- Opening Delimiter -
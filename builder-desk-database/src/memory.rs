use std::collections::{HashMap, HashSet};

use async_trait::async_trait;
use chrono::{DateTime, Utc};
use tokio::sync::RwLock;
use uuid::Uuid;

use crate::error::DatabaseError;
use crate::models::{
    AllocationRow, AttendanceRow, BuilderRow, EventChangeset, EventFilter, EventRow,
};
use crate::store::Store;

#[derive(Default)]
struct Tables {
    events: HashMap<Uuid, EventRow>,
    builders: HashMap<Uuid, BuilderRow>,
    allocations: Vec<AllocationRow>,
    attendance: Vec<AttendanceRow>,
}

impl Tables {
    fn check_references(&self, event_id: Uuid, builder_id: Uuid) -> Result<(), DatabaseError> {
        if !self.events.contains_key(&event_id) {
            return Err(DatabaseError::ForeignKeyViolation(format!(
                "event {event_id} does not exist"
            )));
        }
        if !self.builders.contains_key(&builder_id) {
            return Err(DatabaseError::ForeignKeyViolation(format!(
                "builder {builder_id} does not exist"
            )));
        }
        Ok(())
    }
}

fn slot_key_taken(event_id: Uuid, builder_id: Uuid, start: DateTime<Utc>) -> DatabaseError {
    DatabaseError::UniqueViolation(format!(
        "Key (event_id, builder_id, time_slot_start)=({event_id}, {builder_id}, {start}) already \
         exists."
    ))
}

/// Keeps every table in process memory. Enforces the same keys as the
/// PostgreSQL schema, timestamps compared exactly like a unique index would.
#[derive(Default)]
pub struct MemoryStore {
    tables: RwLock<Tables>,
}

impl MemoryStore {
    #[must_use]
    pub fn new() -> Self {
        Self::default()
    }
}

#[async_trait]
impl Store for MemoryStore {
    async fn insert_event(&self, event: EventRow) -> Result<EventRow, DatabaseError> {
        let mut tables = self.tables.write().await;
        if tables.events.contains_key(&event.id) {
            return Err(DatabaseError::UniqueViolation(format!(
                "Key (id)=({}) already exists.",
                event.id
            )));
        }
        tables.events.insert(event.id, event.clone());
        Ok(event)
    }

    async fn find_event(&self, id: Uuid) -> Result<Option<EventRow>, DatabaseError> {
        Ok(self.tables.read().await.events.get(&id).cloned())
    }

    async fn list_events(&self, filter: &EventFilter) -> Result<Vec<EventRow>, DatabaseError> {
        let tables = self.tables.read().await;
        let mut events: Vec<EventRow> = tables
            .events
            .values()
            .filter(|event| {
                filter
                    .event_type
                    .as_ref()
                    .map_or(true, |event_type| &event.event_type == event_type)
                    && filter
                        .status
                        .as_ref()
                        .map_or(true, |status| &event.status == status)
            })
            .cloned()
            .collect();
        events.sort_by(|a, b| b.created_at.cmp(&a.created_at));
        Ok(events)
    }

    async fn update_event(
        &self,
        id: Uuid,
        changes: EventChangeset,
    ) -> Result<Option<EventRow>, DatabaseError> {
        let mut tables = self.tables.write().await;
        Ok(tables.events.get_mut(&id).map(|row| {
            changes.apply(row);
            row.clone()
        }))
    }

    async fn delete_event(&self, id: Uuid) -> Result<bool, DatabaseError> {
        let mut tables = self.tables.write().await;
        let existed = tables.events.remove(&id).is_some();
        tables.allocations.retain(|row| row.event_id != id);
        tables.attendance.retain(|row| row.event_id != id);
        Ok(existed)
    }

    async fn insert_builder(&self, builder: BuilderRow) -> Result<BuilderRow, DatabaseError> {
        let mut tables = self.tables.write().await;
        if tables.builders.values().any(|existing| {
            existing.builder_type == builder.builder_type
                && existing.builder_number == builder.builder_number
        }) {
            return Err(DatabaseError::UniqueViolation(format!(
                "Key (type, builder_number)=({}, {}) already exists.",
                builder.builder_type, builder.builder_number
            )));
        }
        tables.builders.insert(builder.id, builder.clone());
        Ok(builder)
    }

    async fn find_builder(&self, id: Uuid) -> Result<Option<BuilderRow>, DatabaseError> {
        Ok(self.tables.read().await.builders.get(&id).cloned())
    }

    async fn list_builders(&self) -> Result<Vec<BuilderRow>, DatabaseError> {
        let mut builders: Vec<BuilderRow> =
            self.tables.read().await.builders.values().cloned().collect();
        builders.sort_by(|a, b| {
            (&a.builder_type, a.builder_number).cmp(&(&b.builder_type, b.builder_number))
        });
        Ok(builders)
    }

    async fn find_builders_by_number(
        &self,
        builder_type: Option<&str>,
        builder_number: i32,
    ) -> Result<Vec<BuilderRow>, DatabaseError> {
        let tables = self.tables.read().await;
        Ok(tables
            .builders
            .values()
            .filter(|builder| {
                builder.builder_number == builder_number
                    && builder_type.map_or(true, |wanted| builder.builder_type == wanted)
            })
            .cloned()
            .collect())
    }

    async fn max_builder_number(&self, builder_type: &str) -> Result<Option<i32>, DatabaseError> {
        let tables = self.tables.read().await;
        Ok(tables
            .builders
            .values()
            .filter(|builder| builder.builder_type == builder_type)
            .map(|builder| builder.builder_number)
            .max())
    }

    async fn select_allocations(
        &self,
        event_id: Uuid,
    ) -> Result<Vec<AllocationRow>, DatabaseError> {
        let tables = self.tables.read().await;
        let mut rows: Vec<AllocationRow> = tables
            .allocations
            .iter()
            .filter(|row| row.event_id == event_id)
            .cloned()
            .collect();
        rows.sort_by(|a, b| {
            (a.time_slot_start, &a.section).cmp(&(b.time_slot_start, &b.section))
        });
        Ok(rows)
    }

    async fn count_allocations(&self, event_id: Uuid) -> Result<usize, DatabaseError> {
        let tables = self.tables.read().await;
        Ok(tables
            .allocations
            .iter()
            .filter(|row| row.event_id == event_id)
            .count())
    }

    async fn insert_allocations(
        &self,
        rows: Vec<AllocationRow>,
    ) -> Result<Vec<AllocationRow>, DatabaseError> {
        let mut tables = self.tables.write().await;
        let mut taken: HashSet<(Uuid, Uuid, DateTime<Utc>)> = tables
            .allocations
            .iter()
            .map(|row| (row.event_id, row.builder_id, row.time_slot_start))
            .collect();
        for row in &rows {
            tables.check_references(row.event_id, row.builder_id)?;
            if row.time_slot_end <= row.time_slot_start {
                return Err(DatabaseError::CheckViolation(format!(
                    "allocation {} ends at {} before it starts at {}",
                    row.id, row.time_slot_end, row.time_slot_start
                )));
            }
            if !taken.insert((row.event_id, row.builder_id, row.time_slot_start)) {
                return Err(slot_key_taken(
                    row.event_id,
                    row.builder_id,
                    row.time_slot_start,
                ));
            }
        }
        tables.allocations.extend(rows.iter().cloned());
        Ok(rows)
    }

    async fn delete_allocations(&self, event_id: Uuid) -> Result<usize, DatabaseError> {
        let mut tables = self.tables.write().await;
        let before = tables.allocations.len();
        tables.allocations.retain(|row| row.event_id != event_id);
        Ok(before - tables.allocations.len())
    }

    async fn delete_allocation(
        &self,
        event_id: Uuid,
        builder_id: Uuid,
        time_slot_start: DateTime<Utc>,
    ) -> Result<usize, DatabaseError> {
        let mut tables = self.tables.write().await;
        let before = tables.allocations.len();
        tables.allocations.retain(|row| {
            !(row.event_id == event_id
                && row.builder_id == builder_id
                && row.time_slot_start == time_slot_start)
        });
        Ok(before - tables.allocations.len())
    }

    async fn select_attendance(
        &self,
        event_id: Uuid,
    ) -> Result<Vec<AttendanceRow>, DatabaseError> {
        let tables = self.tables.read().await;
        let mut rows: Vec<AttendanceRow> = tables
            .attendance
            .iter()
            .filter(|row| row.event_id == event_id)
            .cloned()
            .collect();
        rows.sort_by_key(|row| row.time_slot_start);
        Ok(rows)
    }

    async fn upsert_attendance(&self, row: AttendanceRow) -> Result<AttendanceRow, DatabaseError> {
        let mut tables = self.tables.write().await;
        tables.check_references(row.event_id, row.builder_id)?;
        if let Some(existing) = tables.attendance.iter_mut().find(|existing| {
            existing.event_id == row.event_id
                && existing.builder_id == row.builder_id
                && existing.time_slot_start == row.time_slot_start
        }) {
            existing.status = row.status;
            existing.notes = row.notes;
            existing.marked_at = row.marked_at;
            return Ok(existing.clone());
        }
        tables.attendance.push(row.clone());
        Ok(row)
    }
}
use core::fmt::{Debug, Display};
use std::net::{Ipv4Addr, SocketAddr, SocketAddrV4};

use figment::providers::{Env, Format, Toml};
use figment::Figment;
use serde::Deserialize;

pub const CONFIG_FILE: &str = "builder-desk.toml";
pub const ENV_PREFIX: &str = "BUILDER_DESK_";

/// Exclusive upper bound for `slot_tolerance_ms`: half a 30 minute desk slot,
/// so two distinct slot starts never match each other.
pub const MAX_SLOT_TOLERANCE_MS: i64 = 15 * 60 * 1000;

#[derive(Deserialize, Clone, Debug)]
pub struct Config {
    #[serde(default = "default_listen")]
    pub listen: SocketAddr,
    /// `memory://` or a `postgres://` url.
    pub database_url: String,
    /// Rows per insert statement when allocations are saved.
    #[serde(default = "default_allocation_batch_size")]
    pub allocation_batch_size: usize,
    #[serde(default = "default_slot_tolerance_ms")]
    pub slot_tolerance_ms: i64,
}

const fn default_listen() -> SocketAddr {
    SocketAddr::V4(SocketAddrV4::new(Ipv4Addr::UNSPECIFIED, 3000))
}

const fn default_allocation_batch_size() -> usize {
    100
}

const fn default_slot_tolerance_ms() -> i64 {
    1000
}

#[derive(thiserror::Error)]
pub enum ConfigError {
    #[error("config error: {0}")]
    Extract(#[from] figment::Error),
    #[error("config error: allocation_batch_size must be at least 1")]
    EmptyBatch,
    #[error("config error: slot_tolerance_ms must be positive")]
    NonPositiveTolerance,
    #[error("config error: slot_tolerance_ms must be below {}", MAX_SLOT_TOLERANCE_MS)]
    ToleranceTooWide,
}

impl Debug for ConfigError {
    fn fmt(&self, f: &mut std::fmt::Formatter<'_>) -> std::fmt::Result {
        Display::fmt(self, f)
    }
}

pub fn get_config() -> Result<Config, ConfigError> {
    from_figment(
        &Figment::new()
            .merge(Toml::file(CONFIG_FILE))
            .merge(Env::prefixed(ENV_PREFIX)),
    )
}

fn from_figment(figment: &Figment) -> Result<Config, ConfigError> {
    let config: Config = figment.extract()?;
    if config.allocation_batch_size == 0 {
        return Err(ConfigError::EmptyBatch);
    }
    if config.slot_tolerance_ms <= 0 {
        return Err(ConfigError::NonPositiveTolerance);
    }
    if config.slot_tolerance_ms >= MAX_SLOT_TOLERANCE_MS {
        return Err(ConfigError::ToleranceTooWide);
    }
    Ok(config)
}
- Closing Delimiter -
Of the records above, copy each line that includes "SocketAddr".

* TASK RESPONSE
use std::net::{Ipv4Addr, SocketAddr, SocketAddrV4};
    pub listen: SocketAddr,
const fn default_listen() -> SocketAddr {
    SocketAddr::V4(SocketAddrV4::new(Ipv4Addr::UNSPECIFIED, 3000))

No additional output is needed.